We’re moving the GATK website, docs and forum to a new platform. Read the full story and breakdown of key changes on this blog.
If you happen to see a question you know the answer to, please do chime in and help your fellow community members. We encourage our fourm members to be more involved, jump in and help out your fellow researchers with their questions. GATK forum is a community forum and helping each other with using GATK tools and research is the cornerstone of our success as a genomics research community.We appreciate your help!
Test-drive the GATK tools and Best Practices pipelines on Terra
Check out this blog post to learn how you can get started with GATK and try out the pipelines in preconfigured workspaces (with a user-friendly interface!) without having to install anything.
GATK 4 version still have some problems with asterisk in the VCF files.
Dear GATK team,
I had used GATK 4 and GATK 3 best proctices to run WES data. BAM->gvcf->joint variant detection, VCF file->VQSR and so on.
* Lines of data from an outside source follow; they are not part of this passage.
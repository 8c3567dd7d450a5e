use std::collections::HashSet;
use std::fmt;
use std::fs;
use std::path::{Path, PathBuf};
use std::sync::Arc;

use log::{debug, info, trace, warn};
use serde::de::{MapAccess, Visitor};
use serde::{Deserialize, Deserializer};

const DEFAULT_DEBOUNCE_MS: u64 = 300;

pub const DEFAULT_CONFIG_TEMPLATE: &str = r#"# Auto-generated config.toml for cmdorc-tui

[variables]
base_dir = "."

[[file_watcher]]
dir = "."
extensions = [".rs"]
trigger = "rs_file_changed"
debounce_ms = 300
ignore_dirs = ["target", ".git"]

[[command]]
name = "Lint"
command = "cargo clippy --all-targets"
triggers = ["rs_file_changed"]
max_concurrent = 1

[[command]]
name = "Format"
command = "cargo fmt --all"
triggers = ["command_success:Lint"]
max_concurrent = 1

[[command]]
name = "Tests"
command = "cargo test --manifest-path {{ base_dir }}/Cargo.toml"
triggers = ["command_success:Format"]

[keyboard]
shortcuts = { Lint = "1", Format = "2", Tests = "3" }
enabled = true
show_in_tooltips = true
"#;

#[derive(Debug, thiserror::Error)]
pub enum ConfigError {
    #[error("failed reading config file {}: {source}", path.display())]
    Io {
        path: PathBuf,
        #[source]
        source: std::io::Error,
    },
    #[error("invalid TOML in {} (make sure string values are quoted): {source}", path.display())]
    Parse {
        path: PathBuf,
        #[source]
        source: toml::de::Error,
    },
    #[error("invalid config: {0}")]
    Invalid(String),
}

/// A command as declared in `[[command]]`. The orchestrator owns its meaning;
/// the frontend only reads it.
#[derive(Debug, Clone, PartialEq, Eq, Deserialize)]
pub struct CommandDescriptor {
    pub name: String,
    pub command: String,
    #[serde(default)]
    pub triggers: Vec<String>,
    #[serde(default)]
    pub cancel_on_triggers: Vec<String>,
    #[serde(default)]
    pub max_concurrent: Option<u32>,
}

#[derive(Debug, Clone, PartialEq, Eq)]
pub struct Shortcut {
    pub command: String,
    pub key: String,
}

#[derive(Debug, Clone, PartialEq, Eq, Deserialize)]
pub struct KeyboardConfig {
    /// Declaration order is significant: the first command to claim a key gets it.
    #[serde(default, deserialize_with = "ordered_shortcuts")]
    pub shortcuts: Vec<Shortcut>,
    #[serde(default = "default_true")]
    pub enabled: bool,
    #[serde(default = "default_true")]
    pub show_in_tooltips: bool,
}

impl Default for KeyboardConfig {
    fn default() -> Self {
        Self {
            shortcuts: Vec::new(),
            enabled: true,
            show_in_tooltips: true,
        }
    }
}

impl KeyboardConfig {
    pub fn key_for(&self, command: &str) -> Option<&str> {
        self.shortcuts
            .iter()
            .find(|shortcut| shortcut.command == command)
            .map(|shortcut| shortcut.key.as_str())
    }
}

#[derive(Debug, Clone, PartialEq, Eq)]
pub struct WatcherConfig {
    pub dir: PathBuf,
    pub patterns: Option<Vec<String>>,
    pub extensions: Option<Vec<String>>,
    pub ignore_dirs: Vec<String>,
    pub trigger: String,
    pub debounce_ms: u64,
}

#[derive(Debug, Deserialize)]
struct RawWatcher {
    dir: String,
    patterns: Option<Vec<String>>,
    extensions: Option<Vec<String>>,
    ignore_dirs: Option<Vec<String>>,
    trigger: String,
    debounce_ms: Option<u64>,
}

#[derive(Debug, Deserialize)]
struct FileConfig {
    #[serde(default)]
    keyboard: KeyboardConfig,
    #[serde(default)]
    command: Vec<CommandDescriptor>,
    #[serde(default)]
    file_watcher: Vec<RawWatcher>,
    #[serde(default)]
    variables: toml::Table,
}

/// Everything the frontend reads out of one config file.
#[derive(Debug, Clone)]
pub struct FrontendConfig {
    pub path: PathBuf,
    pub commands: Vec<Arc<CommandDescriptor>>,
    pub keyboard: KeyboardConfig,
    pub watchers: Vec<WatcherConfig>,
    /// Passed through to the orchestrator for `{{ name }}` interpolation.
    pub variables: Vec<(String, String)>,
}

impl FrontendConfig {
    pub fn load(path: &Path) -> Result<Self, ConfigError> {
        info!("Loading config: {}", path.display());
        let data = fs::read_to_string(path).map_err(|source| ConfigError::Io {
            path: path.to_path_buf(),
            source,
        })?;
        Self::parse(&data, path)
    }

    /// Parses config text. Watcher directories resolve against `path`'s parent.
    pub fn parse(data: &str, path: &Path) -> Result<Self, ConfigError> {
        trace!("Parsing TOML config");
        let raw: FileConfig = toml::from_str(data).map_err(|source| ConfigError::Parse {
            path: path.to_path_buf(),
            source,
        })?;

        validate_commands(&raw.command)?;

        let base_dir = path
            .parent()
            .map(Path::to_path_buf)
            .unwrap_or_else(|| PathBuf::from("."));
        let watchers = raw
            .file_watcher
            .into_iter()
            .map(|w| WatcherConfig {
                dir: base_dir.join(w.dir),
                patterns: w.patterns,
                extensions: w.extensions,
                ignore_dirs: w
                    .ignore_dirs
                    .unwrap_or_else(|| vec!["__pycache__".to_string(), ".git".to_string()]),
                trigger: w.trigger,
                debounce_ms: w.debounce_ms.unwrap_or(DEFAULT_DEBOUNCE_MS),
            })
            .collect::<Vec<_>>();

        let variables = raw
            .variables
            .into_iter()
            .map(|(name, value)| {
                let text = match value {
                    toml::Value::String(s) => s,
                    other => other.to_string(),
                };
                (name, text)
            })
            .collect::<Vec<_>>();

        debug!(
            "Config parsed: {} commands, {} watchers, {} shortcuts",
            raw.command.len(),
            watchers.len(),
            raw.keyboard.shortcuts.len()
        );

        Ok(Self {
            path: path.to_path_buf(),
            commands: raw.command.into_iter().map(Arc::new).collect(),
            keyboard: raw.keyboard,
            watchers,
            variables,
        })
    }

    pub fn command(&self, name: &str) -> Option<&Arc<CommandDescriptor>> {
        self.commands.iter().find(|c| c.name == name)
    }
}

fn validate_commands(commands: &[CommandDescriptor]) -> Result<(), ConfigError> {
    let mut seen = HashSet::new();
    for command in commands {
        if command.name.trim().is_empty() {
            return Err(ConfigError::Invalid(
                "every [[command]] needs a non-empty name".to_string(),
            ));
        }
        if !seen.insert(command.name.as_str()) {
            return Err(ConfigError::Invalid(format!(
                "command '{}' is defined more than once",
                command.name
            )));
        }
    }
    Ok(())
}

/// Writes the starter config when `path` does not exist yet. Returns whether
/// a file was created.
pub fn create_default_config(path: &Path) -> Result<bool, ConfigError> {
    if path.exists() {
        return Ok(false);
    }
    if let Some(parent) = path.parent() {
        if !parent.as_os_str().is_empty() {
            fs::create_dir_all(parent).map_err(|source| ConfigError::Io {
                path: parent.to_path_buf(),
                source,
            })?;
        }
    }
    fs::write(path, DEFAULT_CONFIG_TEMPLATE).map_err(|source| ConfigError::Io {
        path: path.to_path_buf(),
        source,
    })?;
    warn!("Created default config at {}", path.display());
    Ok(true)
}

fn default_true() -> bool {
    true
}

fn ordered_shortcuts<'de, D>(deserializer: D) -> Result<Vec<Shortcut>, D::Error>
where
    D: Deserializer<'de>,
{
    struct ShortcutVisitor;

    impl<'de> Visitor<'de> for ShortcutVisitor {
        type Value = Vec<Shortcut>;

        fn expecting(&self, f: &mut fmt::Formatter<'_>) -> fmt::Result {
            f.write_str("a table of command name to key")
        }

        fn visit_map<A>(self, mut map: A) -> Result<Self::Value, A::Error>
        where
            A: MapAccess<'de>,
        {
            let mut shortcuts = Vec::with_capacity(map.size_hint().unwrap_or(0));
            while let Some((command, key)) = map.next_entry::<String, String>()? {
                shortcuts.push(Shortcut { command, key });
            }
            Ok(shortcuts)
        }
    }

    deserializer.deserialize_map(ShortcutVisitor)
}

#[cfg(test)]
mod tests {
    use super::*;
    use pretty_assertions::assert_eq;

    fn parse(text: &str) -> Result<FrontendConfig, ConfigError> {
        FrontendConfig::parse(text, Path::new("/work/config.toml"))
    }

    #[test]
    fn test_parses_default_template() {
        let cfg = parse(DEFAULT_CONFIG_TEMPLATE).unwrap();
        let names: Vec<&str> = cfg.commands.iter().map(|c| c.name.as_str()).collect();
        assert_eq!(names, vec!["Lint", "Format", "Tests"]);
        assert_eq!(cfg.watchers.len(), 1);
        assert_eq!(cfg.watchers[0].dir, PathBuf::from("/work/."));
        assert_eq!(cfg.watchers[0].debounce_ms, 300);
        assert_eq!(cfg.keyboard.key_for("Format"), Some("2"));
        assert_eq!(cfg.variables, vec![("base_dir".to_string(), ".".to_string())]);
    }

    #[test]
    fn test_shortcuts_keep_declaration_order() {
        let cfg = parse(
            r#"
            [[command]]
            name = "Zeta"
            command = "true"

            [[command]]
            name = "Alpha"
            command = "true"

            [keyboard]
            shortcuts = { Zeta = "1", Alpha = "1", Mid = "2" }
            "#,
        )
        .unwrap();
        let order: Vec<&str> = cfg
            .keyboard
            .shortcuts
            .iter()
            .map(|s| s.command.as_str())
            .collect();
        assert_eq!(order, vec!["Zeta", "Alpha", "Mid"]);
        assert!(cfg.keyboard.enabled);
    }

    #[test]
    fn test_watcher_defaults_apply() {
        let cfg = parse(
            r#"
            [[file_watcher]]
            dir = "src"
            trigger = "src_file_changed"
            "#,
        )
        .unwrap();
        let watcher = &cfg.watchers[0];
        assert_eq!(watcher.ignore_dirs, vec!["__pycache__", ".git"]);
        assert_eq!(watcher.debounce_ms, DEFAULT_DEBOUNCE_MS);
        assert!(watcher.patterns.is_none());
    }

    #[test]
    fn test_rejects_duplicate_names() {
        let err = parse(
            r#"
            [[command]]
            name = "Lint"
            command = "a"

            [[command]]
            name = "Lint"
            command = "b"
            "#,
        )
        .unwrap_err();
        assert!(matches!(err, ConfigError::Invalid(_)));
    }

    #[test]
    fn test_reports_unparseable_toml() {
        let err = parse("[[command]\nname = ").unwrap_err();
        assert!(matches!(err, ConfigError::Parse { .. }));
    }

    #[test]
    fn test_missing_file_is_io_error() {
        let dir = tempfile::tempdir().unwrap();
        let err = FrontendConfig::load(&dir.path().join("absent.toml")).unwrap_err();
        assert!(matches!(err, ConfigError::Io { .. }));
    }

    #[test]
    fn test_creates_default_config_once() {
        let dir = tempfile::tempdir().unwrap();
        let path = dir.path().join("nested").join("config.toml");
        assert!(create_default_config(&path).unwrap());
        assert!(!create_default_config(&path).unwrap());
        assert!(FrontendConfig::load(&path).is_ok());
    }
}
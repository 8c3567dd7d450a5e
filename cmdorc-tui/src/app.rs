use std::collections::HashMap;
use std::path::PathBuf;

use log::{debug, info, trace, warn};

use crate::controller::{Controller, ControllerEvent, ValidationResult};
use crate::hierarchy::{CommandNode, occurrences};
use crate::keyboard::SHADOW_MARKER;
use crate::notifier::{BufferNotifier, Notice, Notifier};
use crate::orchestrator::{IDLE_ICON, Orchestrator, RunState};
use crate::reconcile::CommandView;
use crate::tooltip;

/// One line of the flattened command tree.
#[derive(Debug, Clone, PartialEq, Eq)]
pub struct TreeRow {
    pub name: String,
    /// Box-drawing prefix, e.g. `│  └─ `.
    pub prefix: String,
    /// The command also appears elsewhere in the tree.
    pub duplicate: bool,
}

pub fn flatten_tree(forest: &[CommandNode]) -> Vec<TreeRow> {
    let counts = occurrences(forest);
    let mut rows = Vec::new();
    for node in forest {
        push_rows(node, "", None, &counts, &mut rows);
    }
    rows
}

fn push_rows(
    node: &CommandNode,
    indent: &str,
    is_last: Option<bool>,
    counts: &HashMap<String, usize>,
    rows: &mut Vec<TreeRow>,
) {
    let (prefix, child_indent) = match is_last {
        None => (String::new(), String::new()),
        Some(true) => (format!("{indent}└─ "), format!("{indent}   ")),
        Some(false) => (format!("{indent}├─ "), format!("{indent}│  ")),
    };
    rows.push(TreeRow {
        name: node.name().to_string(),
        prefix,
        duplicate: counts.get(node.name()).copied().unwrap_or(0) > 1,
    });
    let last = node.children.len().saturating_sub(1);
    for (idx, child) in node.children.iter().enumerate() {
        push_rows(child, &child_indent, Some(idx == last), counts, rows);
    }
}

/// The shortcut shown beside a command in the tree.
#[derive(Debug, Clone, PartialEq, Eq)]
pub struct KeyHint {
    pub key: String,
    /// Declared, but another command was declared first and owns the key.
    pub shadowed: bool,
}

impl KeyHint {
    pub fn label(&self) -> String {
        if self.shadowed {
            format!("[{}] {SHADOW_MARKER}", self.key)
        } else {
            format!("[{}]", self.key)
        }
    }
}

/// What the tree shows for one command.
#[derive(Debug, Clone, PartialEq, Eq)]
pub struct CommandState {
    pub name: String,
    pub running: bool,
    pub icon: String,
    pub status: String,
    pub output_path: Option<PathBuf>,
}

impl CommandState {
    pub fn new(name: &str) -> Self {
        Self {
            name: name.to_string(),
            running: false,
            icon: IDLE_ICON.to_string(),
            status: "Idle".to_string(),
            output_path: None,
        }
    }
}

impl CommandView for CommandState {
    fn command_name(&self) -> &str {
        &self.name
    }

    fn set_running(&mut self, running: bool, tooltip: String) {
        self.running = running;
        if running {
            self.icon = RunState::Running.icon().to_string();
        }
        self.status = tooltip;
    }

    fn set_result(&mut self, icon: &str, tooltip: String, output_path: Option<PathBuf>) {
        self.running = false;
        self.icon = icon.to_string();
        self.status = tooltip;
        self.output_path = output_path;
    }
}

pub struct App<O: Orchestrator> {
    pub controller: Controller<O>,
    pub rows: Vec<TreeRow>,
    pub selected: usize,
    pub show_help: bool,
    pub validation: ValidationResult,
    states: HashMap<String, CommandState>,
    notices: BufferNotifier,
}

impl<O: Orchestrator> App<O> {
    /// `notices` must be the buffer the controller reports into.
    pub fn new(controller: Controller<O>, notices: BufferNotifier) -> Self {
        info!("Creating App for {}", controller.config_path().display());
        let mut app = Self {
            controller,
            rows: Vec::new(),
            selected: 0,
            show_help: false,
            validation: ValidationResult::default(),
            states: HashMap::new(),
            notices,
        };
        app.refresh_generation();
        app
    }

    /// Rebuilds rows and states from the controller's current generation.
    fn refresh_generation(&mut self) {
        let generation = self.controller.generation();
        self.rows = flatten_tree(&generation.hierarchy);
        self.states
            .retain(|name, _| generation.config.command(name).is_some());
        for command in &generation.config.commands {
            self.states
                .entry(command.name.clone())
                .or_insert_with(|| CommandState::new(&command.name));
        }
        if self.selected >= self.rows.len() {
            self.selected = self.rows.len().saturating_sub(1);
        }

        self.validation = self.controller.validate_config();
        for warning in &self.validation.warnings {
            self.notices.warning(warning);
        }
        self.reconcile_all();
        debug!("{} tree rows for {} commands", self.rows.len(), self.states.len());
    }

    pub fn reconcile_all(&mut self) {
        for state in self.states.values_mut() {
            self.controller.reconcile(state);
        }
    }

    /// Called once per tick by the UI loop.
    pub fn tick(&mut self) -> Vec<ControllerEvent> {
        let events = self.controller.pump();
        for event in &events {
            if let ControllerEvent::Finished(notice) = event {
                let state = notice.handle.state();
                let duration = notice
                    .handle
                    .result
                    .as_ref()
                    .map(|r| r.duration_str())
                    .unwrap_or_else(|| "?".to_string());
                self.notices.info(&format!(
                    "{} {} {} ({})",
                    state.icon(),
                    notice.command,
                    state,
                    duration
                ));
            }
        }
        self.reconcile_all();
        events
    }

    pub fn state(&self, name: &str) -> Option<&CommandState> {
        self.states.get(name)
    }

    pub fn selected_name(&self) -> Option<&str> {
        self.rows.get(self.selected).map(|row| row.name.as_str())
    }

    pub fn move_next(&mut self) {
        if self.rows.is_empty() {
            return;
        }
        self.selected = (self.selected + 1).min(self.rows.len() - 1);
    }

    pub fn move_prev(&mut self) {
        self.selected = self.selected.saturating_sub(1);
    }

    /// Run when idle, cancel when running.
    pub fn toggle(&mut self, name: &str) {
        let running = self.states.get(name).is_some_and(|s| s.running);
        let result = if running {
            info!("Cancelling '{}'", name);
            self.controller.request_cancel(name)
        } else {
            info!("Running '{}'", name);
            self.controller.request_run(name)
        };
        if let Err(err) = result {
            warn!("Toggle of '{}' rejected: {}", name, err);
            self.notices.error(&format!("{name}: {err}"));
        }
    }

    pub fn toggle_selected(&mut self) {
        if let Some(name) = self.selected_name().map(str::to_string) {
            self.toggle(&name);
        }
    }

    /// Returns whether `key` was bound.
    pub fn press_shortcut(&mut self, key: &str) -> bool {
        let generation = self.controller.generation();
        let Some(name) = generation.bindings.command_for(key) else {
            trace!("No binding for [{}]", key);
            return false;
        };
        self.toggle(name);
        true
    }

    pub fn reload(&mut self) {
        if self.controller.reload_config().is_ok() {
            self.refresh_generation();
        }
    }

    pub fn key_hint(&self, name: &str) -> Option<KeyHint> {
        let generation = self.controller.generation();
        if let Some(key) = generation.bindings.key_for(name) {
            return Some(KeyHint {
                key: key.to_string(),
                shadowed: false,
            });
        }
        if !generation.bindings.is_shadowed(name) {
            return None;
        }
        let key = generation.config.keyboard.key_for(name)?;
        Some(KeyHint {
            key: key.to_string(),
            shadowed: true,
        })
    }

    pub fn help_text(&self) -> String {
        let mut text = self.controller.generation().bindings.help_text();
        text.push_str(
            "\nControls:\n  ↑/↓ select  Enter run/stop  Ctrl+R reload\n  ?/Ctrl+H help  Esc/Ctrl+C quit\n",
        );
        text
    }

    /// Status and action text for the selected command.
    pub fn details(&self) -> String {
        let Some(name) = self.selected_name() else {
            return "No commands configured".to_string();
        };
        let generation = self.controller.generation();
        let config = &generation.config;
        let key = if config.keyboard.show_in_tooltips {
            generation.bindings.key_for(name)
        } else {
            None
        };
        let orchestrator = self.controller.orchestrator();
        let running = self.states.get(name).is_some_and(|s| s.running);

        let (status, action) = if running {
            let handle = orchestrator
                .get_active_handles(name)
                .ok()
                .and_then(|handles| handles.into_iter().last());
            (
                tooltip::running_status(config, name, handle.as_ref()),
                tooltip::stop_tooltip(config, key, name, handle.as_ref()),
            )
        } else {
            (
                tooltip::idle_status(orchestrator, config, name),
                tooltip::run_tooltip(config, key, name),
            )
        };

        let mut text = format!("{status}\n\n{action}");
        if let Some(state) = self.states.get(name).filter(|s| s.output_path.is_some()) {
            text.push_str("\n\n");
            text.push_str(&tooltip::output_preview(name, state.output_path.as_deref()));
        }
        text
    }

    /// Newest last.
    pub fn notices(&self) -> Vec<Notice> {
        self.notices.snapshot()
    }

    pub fn header(&self) -> String {
        format!(
            "{} | {}",
            self.controller.config_path().display(),
            self.validation.summary()
        )
    }
}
I noticed that in the GATK offical website, you indeed had explained what * asterisk standed for. Right now, many people had tried to perform SelectVariants --selectTypeToExclude SYMBOLIC --excludeNonVariants --removeUnusedAlternates to remove * sign. I also had tried both GATK 4 and GATK 3. The above commands did not work at all.
for example, chr1 1296543 rs113960113 AACAC A,* 59000.80 . . GT:AD:DP:GQ:PL 0/0 0/2 0/0 0/1
My question is that GATK will treat this variant as mulitivariants, so it will be deleted when we do downstream analyses since we cannot retrieve or know what exactly genotype these sample have. Normally, if a unknown variant or panning deletion/insertion occures in this loci, we should not trust this variant. However, sometime, we indeed saw some these kind of variants had a pretty high quality. It will be pity to remove them or cannot retrieve them. Do you have any sugguestions about this? Many thanks.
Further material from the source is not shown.